Task item: If a line in the following entries contains the string "cuts", it counts toward the total; report only that total.

Records for the task:
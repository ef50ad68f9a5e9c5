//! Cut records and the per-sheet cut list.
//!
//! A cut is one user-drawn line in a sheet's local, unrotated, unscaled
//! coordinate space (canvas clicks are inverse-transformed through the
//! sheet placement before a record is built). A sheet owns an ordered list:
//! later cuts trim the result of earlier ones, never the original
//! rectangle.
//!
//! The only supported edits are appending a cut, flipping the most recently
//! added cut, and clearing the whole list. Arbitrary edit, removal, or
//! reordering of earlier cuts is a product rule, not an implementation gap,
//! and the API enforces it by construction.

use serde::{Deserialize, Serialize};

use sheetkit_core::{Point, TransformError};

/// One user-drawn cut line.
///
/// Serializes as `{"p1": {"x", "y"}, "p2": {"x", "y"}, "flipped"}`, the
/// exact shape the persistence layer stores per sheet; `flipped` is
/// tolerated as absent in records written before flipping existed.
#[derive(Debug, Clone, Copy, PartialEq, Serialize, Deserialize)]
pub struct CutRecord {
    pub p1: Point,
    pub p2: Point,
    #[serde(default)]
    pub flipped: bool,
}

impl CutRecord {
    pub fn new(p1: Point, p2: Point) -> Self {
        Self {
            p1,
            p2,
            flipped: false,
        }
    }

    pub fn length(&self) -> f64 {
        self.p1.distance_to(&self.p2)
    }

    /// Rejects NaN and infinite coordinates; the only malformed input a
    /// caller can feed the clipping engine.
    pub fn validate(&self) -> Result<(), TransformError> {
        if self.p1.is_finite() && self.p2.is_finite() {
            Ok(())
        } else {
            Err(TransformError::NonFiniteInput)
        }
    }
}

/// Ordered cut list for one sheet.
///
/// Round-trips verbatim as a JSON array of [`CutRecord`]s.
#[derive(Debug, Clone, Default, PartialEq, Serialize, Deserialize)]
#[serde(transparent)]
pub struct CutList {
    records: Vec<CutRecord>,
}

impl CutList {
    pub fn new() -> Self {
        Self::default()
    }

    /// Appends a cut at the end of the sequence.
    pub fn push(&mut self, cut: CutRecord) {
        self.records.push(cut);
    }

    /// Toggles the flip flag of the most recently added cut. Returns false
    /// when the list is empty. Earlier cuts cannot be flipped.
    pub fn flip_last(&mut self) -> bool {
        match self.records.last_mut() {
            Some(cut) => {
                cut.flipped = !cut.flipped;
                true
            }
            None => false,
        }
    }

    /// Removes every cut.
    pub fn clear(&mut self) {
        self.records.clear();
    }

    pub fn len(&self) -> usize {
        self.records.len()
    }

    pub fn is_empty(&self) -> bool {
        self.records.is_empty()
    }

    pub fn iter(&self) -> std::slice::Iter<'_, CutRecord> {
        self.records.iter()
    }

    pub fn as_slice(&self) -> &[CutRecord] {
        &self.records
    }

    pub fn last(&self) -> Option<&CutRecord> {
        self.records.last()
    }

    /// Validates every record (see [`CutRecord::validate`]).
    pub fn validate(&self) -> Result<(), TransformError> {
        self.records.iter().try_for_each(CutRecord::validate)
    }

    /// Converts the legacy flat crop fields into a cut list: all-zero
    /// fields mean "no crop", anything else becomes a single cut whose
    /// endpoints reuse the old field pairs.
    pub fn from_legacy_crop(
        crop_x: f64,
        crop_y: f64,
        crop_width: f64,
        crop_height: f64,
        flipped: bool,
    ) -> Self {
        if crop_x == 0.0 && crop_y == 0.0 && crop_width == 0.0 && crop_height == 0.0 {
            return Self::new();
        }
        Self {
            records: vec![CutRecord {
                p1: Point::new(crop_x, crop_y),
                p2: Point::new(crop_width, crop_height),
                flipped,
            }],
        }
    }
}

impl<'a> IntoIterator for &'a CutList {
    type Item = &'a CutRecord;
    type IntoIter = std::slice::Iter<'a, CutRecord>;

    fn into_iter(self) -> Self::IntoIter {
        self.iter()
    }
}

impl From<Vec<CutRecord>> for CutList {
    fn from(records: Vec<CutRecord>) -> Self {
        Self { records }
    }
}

---

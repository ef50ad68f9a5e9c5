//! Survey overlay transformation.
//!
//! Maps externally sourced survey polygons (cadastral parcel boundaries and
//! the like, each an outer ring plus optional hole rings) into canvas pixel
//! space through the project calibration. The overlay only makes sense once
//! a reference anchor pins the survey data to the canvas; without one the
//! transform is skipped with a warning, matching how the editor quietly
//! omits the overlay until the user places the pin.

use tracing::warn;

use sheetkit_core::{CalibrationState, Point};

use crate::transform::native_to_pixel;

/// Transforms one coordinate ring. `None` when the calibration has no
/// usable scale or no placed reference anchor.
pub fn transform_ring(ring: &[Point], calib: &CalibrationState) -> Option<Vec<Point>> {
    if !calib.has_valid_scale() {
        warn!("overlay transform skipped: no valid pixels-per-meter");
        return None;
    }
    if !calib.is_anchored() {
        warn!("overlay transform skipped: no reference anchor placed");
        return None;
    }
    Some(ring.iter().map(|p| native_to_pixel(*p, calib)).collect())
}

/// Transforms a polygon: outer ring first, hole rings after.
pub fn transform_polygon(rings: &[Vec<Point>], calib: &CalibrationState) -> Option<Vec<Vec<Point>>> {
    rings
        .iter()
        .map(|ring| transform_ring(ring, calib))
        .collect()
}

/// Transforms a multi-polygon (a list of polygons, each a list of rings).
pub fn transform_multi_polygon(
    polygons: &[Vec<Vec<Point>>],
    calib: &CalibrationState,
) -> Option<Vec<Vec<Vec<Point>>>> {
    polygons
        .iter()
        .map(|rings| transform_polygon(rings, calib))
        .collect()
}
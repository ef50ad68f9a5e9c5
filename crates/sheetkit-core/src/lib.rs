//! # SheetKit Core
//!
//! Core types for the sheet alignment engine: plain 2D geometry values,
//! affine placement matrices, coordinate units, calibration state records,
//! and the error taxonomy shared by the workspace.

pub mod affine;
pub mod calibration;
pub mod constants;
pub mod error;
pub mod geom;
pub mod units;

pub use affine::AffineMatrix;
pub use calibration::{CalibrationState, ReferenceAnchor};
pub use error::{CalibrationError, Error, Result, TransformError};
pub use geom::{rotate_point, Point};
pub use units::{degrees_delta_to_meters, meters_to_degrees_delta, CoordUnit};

Answer to this problem: 3